*** Block opens ***
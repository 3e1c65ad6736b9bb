// Copyright (c) 2025 Steven Rosenthal smr@dt3.org
// See LICENSE file in root directory for license terms.

use std::sync::Arc;
use std::sync::atomic::{AtomicBool, Ordering};
use std::time::Duration;

use canonical_error::CanonicalError;
use clap::Parser;
use env_logger;
use log::info;

use pi_imu_stream::pwm_sweeper::{
    PwmSweeper, SoftPwmPin, DEFAULT_FREQUENCY_HZ, DEFAULT_INITIAL_DUTY,
    DEFAULT_PIN, DEFAULT_STEP};

/// Sweeps a software PWM duty cycle up and down on one GPIO pin until
/// interrupted.
#[derive(Parser, Debug)]
#[command(author, version, about, long_about=None)]
struct Args {
    /// GPIO pin, BCM numbering.
    #[arg(long, default_value_t = DEFAULT_PIN)]
    pin: u8,

    /// PWM frequency, Hz.
    #[arg(long, default_value_t = DEFAULT_FREQUENCY_HZ)]
    frequency: f64,

    /// Duty cycle percent applied before the sweep starts.
    #[arg(long, default_value_t = DEFAULT_INITIAL_DUTY)]
    initial_duty: u8,

    /// Duty cycle increment, percent.
    #[arg(long, default_value_t = DEFAULT_STEP)]
    step: u8,

    /// How long each duty cycle is held, seconds.
    #[arg(long, value_parser = parse_duration, default_value = "1.0")]
    hold: Duration,
}

// Seconds as a float. Negative, NaN and overflowing values are rejected.
fn parse_duration(arg: &str) -> Result<Duration, String> {
    let seconds: f64 = arg.parse()
        .map_err(|e| format!("{:?} is not a number: {}", arg, e))?;
    Duration::try_from_secs_f64(seconds)
        .map_err(|e| format!("{:?} is not a valid duration: {}", arg, e))
}

fn main() -> Result<(), CanonicalError> {
    env_logger::Builder::from_env(
        env_logger::Env::default().default_filter_or("info")).init();
    let args = Args::parse();

    let got_signal = Arc::new(AtomicBool::new(false));
    let got_signal2 = got_signal.clone();
    // The sweeper notices the signal at the end of the current hold.
    let grace = args.hold + Duration::from_secs(1);
    ctrlc::set_handler(move || {
        info!("Got control-c");
        got_signal2.store(true, Ordering::Relaxed);
        std::thread::sleep(grace);
        info!("Exiting");
        std::process::exit(-1);
    }).unwrap();

    let pin = SoftPwmPin::new(args.pin, args.frequency, args.initial_duty)?;
    let mut sweeper = PwmSweeper::new(pin, args.step, args.hold, got_signal)?;
    sweeper.run()?;

    // Dropping the pin releases it back to its original mode.
    drop(sweeper);
    info!("GPIO {} released", args.pin);
    Ok(())
}

#[cfg(test)]
mod tests {
    use super::*;

    #[test]
    fn test_parse_duration() {
        assert_eq!(parse_duration("0.5").unwrap(), Duration::from_millis(500));
        assert_eq!(parse_duration("0").unwrap(), Duration::ZERO);
        assert!(parse_duration("-0.5").is_err());
        assert!(parse_duration("NaN").is_err());
        assert!(parse_duration("inf").is_err());
        assert!(parse_duration("fast").is_err());
    }

    #[test]
    fn test_default_hold_parses() {
        let args = Args::parse_from(["pwm-sweep"]);
        assert_eq!(args.hold, Duration::from_secs(1));
        assert!(Args::try_parse_from(["pwm-sweep", "--hold=-1"]).is_err());
    }
}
*** Block closes ***
**TASK INSTRUCTIONS**
Word for word, copy all of the listing above.

**SOLUTION TO THE EXERCISE**
repository 3e1c65ad6736b9bb
// Copyright (c) 2025 Steven Rosenthal smr@dt3.org
// See LICENSE file in root directory for license terms.

use std::sync::Arc;
use std::sync::atomic::{AtomicBool, Ordering};
use std::time::Duration;

use canonical_error::CanonicalError;
use clap::Parser;
use env_logger;
use log::info;

use pi_imu_stream::pwm_sweeper::{
    PwmSweeper, SoftPwmPin, DEFAULT_FREQUENCY_HZ, DEFAULT_INITIAL_DUTY,
    DEFAULT_PIN, DEFAULT_STEP};

/// Sweeps a software PWM duty cycle up and down on one GPIO pin until
/// interrupted.
#[derive(Parser, Debug)]
#[command(author, version, about, long_about=None)]
struct Args {
    /// GPIO pin, BCM numbering.
    #[arg(long, default_value_t = DEFAULT_PIN)]
    pin: u8,

    /// PWM frequency, Hz.
    #[arg(long, default_value_t = DEFAULT_FREQUENCY_HZ)]
    frequency: f64,

    /// Duty cycle percent applied before the sweep starts.
    #[arg(long, default_value_t = DEFAULT_INITIAL_DUTY)]
    initial_duty: u8,

    /// Duty cycle increment, percent.
    #[arg(long, default_value_t = DEFAULT_STEP)]
    step: u8,

    /// How long each duty cycle is held, seconds.
    #[arg(long, value_parser = parse_duration, default_value = "1.0")]
    hold: Duration,
}

// Seconds as a float. Negative, NaN and overflowing values are rejected.
fn parse_duration(arg: &str) -> Result<Duration, String> {
    let seconds: f64 = arg.parse()
        .map_err(|e| format!("{:?} is not a number: {}", arg, e))?;
    Duration::try_from_secs_f64(seconds)
        .map_err(|e| format!("{:?} is not a valid duration: {}", arg, e))
}

fn main() -> Result<(), CanonicalError> {
    env_logger::Builder::from_env(
        env_logger::Env::default().default_filter_or("info")).init();
    let args = Args::parse();

    let got_signal = Arc::new(AtomicBool::new(false));
    let got_signal2 = got_signal.clone();
    // The sweeper notices the signal at the end of the current hold.
    let grace = args.hold + Duration::from_secs(1);
    ctrlc::set_handler(move || {
        info!("Got control-c");
        got_signal2.store(true, Ordering::Relaxed);
        std::thread::sleep(grace);
        info!("Exiting");
        std::process::exit(-1);
    }).unwrap();

    let pin = SoftPwmPin::new(args.pin, args.frequency, args.initial_duty)?;
    let mut sweeper = PwmSweeper::new(pin, args.step, args.hold, got_signal)?;
    sweeper.run()?;

    // Dropping the pin releases it back to its original mode.
    drop(sweeper);
    info!("GPIO {} released", args.pin);
    Ok(())
}

#[cfg(test)]
mod tests {
    use super::*;

    #[test]
    fn test_parse_duration() {
        assert_eq!(parse_duration("0.5").unwrap(), Duration::from_millis(500));
        assert_eq!(parse_duration("0").unwrap(), Duration::ZERO);
        assert!(parse_duration("-0.5").is_err());
        assert!(parse_duration("NaN").is_err());
        assert!(parse_duration("inf").is_err());
        assert!(parse_duration("fast").is_err());
    }

    #[test]
    fn test_default_hold_parses() {
        let args = Args::parse_from(["pwm-sweep"]);
        assert_eq!(args.hold, Duration::from_secs(1));
        assert!(Args::try_parse_from(["pwm-sweep", "--hold=-1"]).is_err());
    }
}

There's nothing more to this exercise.